[Data supplied]
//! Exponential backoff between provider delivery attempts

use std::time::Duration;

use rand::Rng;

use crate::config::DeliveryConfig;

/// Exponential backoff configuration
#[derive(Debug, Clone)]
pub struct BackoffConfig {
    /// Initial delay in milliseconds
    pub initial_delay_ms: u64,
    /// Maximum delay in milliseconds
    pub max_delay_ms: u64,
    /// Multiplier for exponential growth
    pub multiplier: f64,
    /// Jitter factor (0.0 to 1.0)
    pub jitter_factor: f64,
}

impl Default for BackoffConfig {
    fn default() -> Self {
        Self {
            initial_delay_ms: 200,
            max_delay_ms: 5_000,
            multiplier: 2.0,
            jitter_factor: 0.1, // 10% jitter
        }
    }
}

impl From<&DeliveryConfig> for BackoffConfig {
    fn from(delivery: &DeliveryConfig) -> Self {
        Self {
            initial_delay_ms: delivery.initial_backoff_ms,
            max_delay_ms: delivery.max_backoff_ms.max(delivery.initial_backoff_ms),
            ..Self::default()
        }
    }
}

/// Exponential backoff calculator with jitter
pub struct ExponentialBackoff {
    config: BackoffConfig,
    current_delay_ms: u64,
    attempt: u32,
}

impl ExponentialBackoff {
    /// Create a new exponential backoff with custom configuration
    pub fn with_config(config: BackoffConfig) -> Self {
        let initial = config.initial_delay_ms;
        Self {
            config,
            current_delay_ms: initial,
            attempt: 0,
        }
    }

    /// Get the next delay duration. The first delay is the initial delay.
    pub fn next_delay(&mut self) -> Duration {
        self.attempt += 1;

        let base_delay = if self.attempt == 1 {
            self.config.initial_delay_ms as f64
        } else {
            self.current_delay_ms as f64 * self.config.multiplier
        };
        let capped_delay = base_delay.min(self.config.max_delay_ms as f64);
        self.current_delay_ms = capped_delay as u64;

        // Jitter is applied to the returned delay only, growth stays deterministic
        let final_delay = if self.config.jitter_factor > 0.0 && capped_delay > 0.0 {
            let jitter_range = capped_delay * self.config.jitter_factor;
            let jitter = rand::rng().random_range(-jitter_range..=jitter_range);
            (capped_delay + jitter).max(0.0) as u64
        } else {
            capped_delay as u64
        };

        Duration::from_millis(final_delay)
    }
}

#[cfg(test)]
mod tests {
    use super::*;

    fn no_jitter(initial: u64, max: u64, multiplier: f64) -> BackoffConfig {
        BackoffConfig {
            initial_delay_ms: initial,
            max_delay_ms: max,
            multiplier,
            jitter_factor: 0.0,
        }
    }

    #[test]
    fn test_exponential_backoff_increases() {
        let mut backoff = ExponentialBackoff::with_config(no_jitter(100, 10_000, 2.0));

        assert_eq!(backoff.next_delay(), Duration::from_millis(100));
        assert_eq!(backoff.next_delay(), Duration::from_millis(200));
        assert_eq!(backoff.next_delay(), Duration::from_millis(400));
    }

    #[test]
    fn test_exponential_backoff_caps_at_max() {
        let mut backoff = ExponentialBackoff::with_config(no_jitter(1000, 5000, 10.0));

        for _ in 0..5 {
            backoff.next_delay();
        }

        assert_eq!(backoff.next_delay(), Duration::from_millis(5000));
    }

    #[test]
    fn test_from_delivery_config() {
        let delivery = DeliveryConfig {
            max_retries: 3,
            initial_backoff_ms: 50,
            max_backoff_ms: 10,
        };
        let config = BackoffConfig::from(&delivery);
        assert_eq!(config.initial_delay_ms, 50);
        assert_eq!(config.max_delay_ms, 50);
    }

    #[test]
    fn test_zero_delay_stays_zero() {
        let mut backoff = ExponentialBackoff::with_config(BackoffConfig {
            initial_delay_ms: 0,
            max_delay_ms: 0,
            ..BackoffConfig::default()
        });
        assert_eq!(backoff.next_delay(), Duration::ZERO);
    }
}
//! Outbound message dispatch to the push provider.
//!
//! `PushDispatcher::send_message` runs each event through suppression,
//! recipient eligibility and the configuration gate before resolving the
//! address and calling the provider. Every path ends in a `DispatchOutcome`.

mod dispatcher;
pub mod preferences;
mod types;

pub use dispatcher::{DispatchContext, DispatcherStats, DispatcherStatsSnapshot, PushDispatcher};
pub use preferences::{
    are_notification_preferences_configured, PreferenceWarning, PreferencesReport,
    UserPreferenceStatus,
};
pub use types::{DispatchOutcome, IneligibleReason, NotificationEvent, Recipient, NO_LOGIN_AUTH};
[/Data supplied]
[Data supplied]
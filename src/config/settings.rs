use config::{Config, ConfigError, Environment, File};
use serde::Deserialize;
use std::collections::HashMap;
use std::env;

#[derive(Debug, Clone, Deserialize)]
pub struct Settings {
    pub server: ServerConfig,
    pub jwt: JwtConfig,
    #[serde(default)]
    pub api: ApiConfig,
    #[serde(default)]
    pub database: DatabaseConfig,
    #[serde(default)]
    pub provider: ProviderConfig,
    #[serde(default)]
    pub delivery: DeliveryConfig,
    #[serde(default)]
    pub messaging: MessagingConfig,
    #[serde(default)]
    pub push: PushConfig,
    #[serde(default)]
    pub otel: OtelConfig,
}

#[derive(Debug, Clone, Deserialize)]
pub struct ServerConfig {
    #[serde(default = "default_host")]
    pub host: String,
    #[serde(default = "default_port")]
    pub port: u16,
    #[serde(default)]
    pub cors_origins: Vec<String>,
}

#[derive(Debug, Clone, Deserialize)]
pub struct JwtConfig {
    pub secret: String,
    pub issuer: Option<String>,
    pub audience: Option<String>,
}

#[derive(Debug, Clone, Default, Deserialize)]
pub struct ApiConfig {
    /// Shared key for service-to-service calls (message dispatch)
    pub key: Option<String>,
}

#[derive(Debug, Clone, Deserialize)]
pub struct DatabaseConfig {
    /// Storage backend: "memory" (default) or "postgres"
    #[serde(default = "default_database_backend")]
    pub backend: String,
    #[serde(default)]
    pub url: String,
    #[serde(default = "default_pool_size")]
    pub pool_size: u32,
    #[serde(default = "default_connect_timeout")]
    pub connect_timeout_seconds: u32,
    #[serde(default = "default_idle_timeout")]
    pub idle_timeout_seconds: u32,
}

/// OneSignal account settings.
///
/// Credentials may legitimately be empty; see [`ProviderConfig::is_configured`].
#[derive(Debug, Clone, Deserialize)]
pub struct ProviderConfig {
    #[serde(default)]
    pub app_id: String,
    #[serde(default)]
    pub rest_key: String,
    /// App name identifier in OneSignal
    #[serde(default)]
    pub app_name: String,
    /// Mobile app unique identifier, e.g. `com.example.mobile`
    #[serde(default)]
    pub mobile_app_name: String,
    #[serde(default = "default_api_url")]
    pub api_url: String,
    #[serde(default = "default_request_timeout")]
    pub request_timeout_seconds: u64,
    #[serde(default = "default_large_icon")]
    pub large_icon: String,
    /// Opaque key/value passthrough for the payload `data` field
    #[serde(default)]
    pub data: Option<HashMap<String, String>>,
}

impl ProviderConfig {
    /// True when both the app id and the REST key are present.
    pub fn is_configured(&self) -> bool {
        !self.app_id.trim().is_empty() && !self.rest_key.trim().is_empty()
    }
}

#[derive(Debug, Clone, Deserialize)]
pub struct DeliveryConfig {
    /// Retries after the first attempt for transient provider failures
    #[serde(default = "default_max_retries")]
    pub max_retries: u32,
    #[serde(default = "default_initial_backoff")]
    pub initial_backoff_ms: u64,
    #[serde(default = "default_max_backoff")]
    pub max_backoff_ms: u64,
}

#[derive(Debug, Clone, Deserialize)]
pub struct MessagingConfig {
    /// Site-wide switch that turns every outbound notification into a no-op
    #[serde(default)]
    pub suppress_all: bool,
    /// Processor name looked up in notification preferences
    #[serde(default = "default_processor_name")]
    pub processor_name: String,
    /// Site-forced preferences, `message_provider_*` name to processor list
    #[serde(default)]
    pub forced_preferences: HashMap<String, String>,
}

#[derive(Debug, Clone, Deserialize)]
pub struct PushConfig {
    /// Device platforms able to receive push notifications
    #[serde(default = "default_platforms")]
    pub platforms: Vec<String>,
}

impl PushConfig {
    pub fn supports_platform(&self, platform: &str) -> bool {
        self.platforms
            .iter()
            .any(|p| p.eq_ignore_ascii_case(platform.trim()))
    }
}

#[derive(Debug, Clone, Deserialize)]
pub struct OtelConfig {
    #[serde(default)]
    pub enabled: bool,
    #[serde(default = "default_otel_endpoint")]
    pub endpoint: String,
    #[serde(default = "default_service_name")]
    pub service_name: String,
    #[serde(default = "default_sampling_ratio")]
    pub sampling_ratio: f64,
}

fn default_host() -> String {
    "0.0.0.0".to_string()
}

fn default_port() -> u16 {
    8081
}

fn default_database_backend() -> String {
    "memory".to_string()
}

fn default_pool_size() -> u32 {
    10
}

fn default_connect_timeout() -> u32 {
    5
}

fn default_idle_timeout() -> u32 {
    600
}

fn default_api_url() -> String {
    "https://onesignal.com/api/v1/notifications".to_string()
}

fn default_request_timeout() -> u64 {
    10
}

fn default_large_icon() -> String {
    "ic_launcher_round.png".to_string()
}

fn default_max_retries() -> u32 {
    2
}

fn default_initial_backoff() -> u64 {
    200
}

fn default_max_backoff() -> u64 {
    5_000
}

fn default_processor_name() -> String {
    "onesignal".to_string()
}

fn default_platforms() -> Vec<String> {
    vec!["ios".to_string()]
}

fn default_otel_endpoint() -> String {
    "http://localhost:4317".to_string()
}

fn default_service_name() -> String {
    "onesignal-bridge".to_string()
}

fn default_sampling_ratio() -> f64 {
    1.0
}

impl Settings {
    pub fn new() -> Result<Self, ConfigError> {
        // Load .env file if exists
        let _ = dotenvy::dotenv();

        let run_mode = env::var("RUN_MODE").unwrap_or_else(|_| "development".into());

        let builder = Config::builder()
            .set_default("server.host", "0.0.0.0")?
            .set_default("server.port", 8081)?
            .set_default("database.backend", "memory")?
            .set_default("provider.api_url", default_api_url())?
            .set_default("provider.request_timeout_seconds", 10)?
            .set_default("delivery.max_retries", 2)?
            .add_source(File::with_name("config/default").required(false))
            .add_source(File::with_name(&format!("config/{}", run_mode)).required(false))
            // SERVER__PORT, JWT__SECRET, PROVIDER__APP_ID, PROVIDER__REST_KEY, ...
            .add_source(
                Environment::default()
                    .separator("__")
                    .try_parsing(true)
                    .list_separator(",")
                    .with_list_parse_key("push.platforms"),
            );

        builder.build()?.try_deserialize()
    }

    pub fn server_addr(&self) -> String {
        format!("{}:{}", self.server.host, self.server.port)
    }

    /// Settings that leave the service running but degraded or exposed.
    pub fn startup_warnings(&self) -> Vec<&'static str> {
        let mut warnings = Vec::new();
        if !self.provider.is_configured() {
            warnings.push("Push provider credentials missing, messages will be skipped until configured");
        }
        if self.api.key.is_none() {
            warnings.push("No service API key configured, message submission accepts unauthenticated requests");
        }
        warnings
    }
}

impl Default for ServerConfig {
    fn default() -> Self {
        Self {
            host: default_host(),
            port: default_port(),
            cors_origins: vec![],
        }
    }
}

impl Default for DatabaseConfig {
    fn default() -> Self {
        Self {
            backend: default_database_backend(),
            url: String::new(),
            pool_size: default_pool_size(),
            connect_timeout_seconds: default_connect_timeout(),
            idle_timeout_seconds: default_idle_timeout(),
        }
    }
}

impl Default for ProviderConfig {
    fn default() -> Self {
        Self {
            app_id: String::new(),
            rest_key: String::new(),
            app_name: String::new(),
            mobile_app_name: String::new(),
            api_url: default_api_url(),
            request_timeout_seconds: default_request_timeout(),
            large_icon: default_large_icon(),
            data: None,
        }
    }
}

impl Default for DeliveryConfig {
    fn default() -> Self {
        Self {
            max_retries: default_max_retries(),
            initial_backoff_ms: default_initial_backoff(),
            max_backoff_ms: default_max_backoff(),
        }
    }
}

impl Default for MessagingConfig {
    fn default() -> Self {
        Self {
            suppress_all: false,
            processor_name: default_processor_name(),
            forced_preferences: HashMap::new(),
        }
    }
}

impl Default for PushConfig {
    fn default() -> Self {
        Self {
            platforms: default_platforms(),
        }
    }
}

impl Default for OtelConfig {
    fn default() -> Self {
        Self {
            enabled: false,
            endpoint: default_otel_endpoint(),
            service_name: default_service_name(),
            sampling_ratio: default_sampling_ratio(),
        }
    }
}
[/Data supplied]
» Aim of the exercise
Go through the data above and copy each line in which "false" appears.

» Expected answer
            .add_source(File::with_name("config/default").required(false))
            .add_source(File::with_name(&format!("config/{}", run_mode)).required(false))
            suppress_all: false,
            enabled: false,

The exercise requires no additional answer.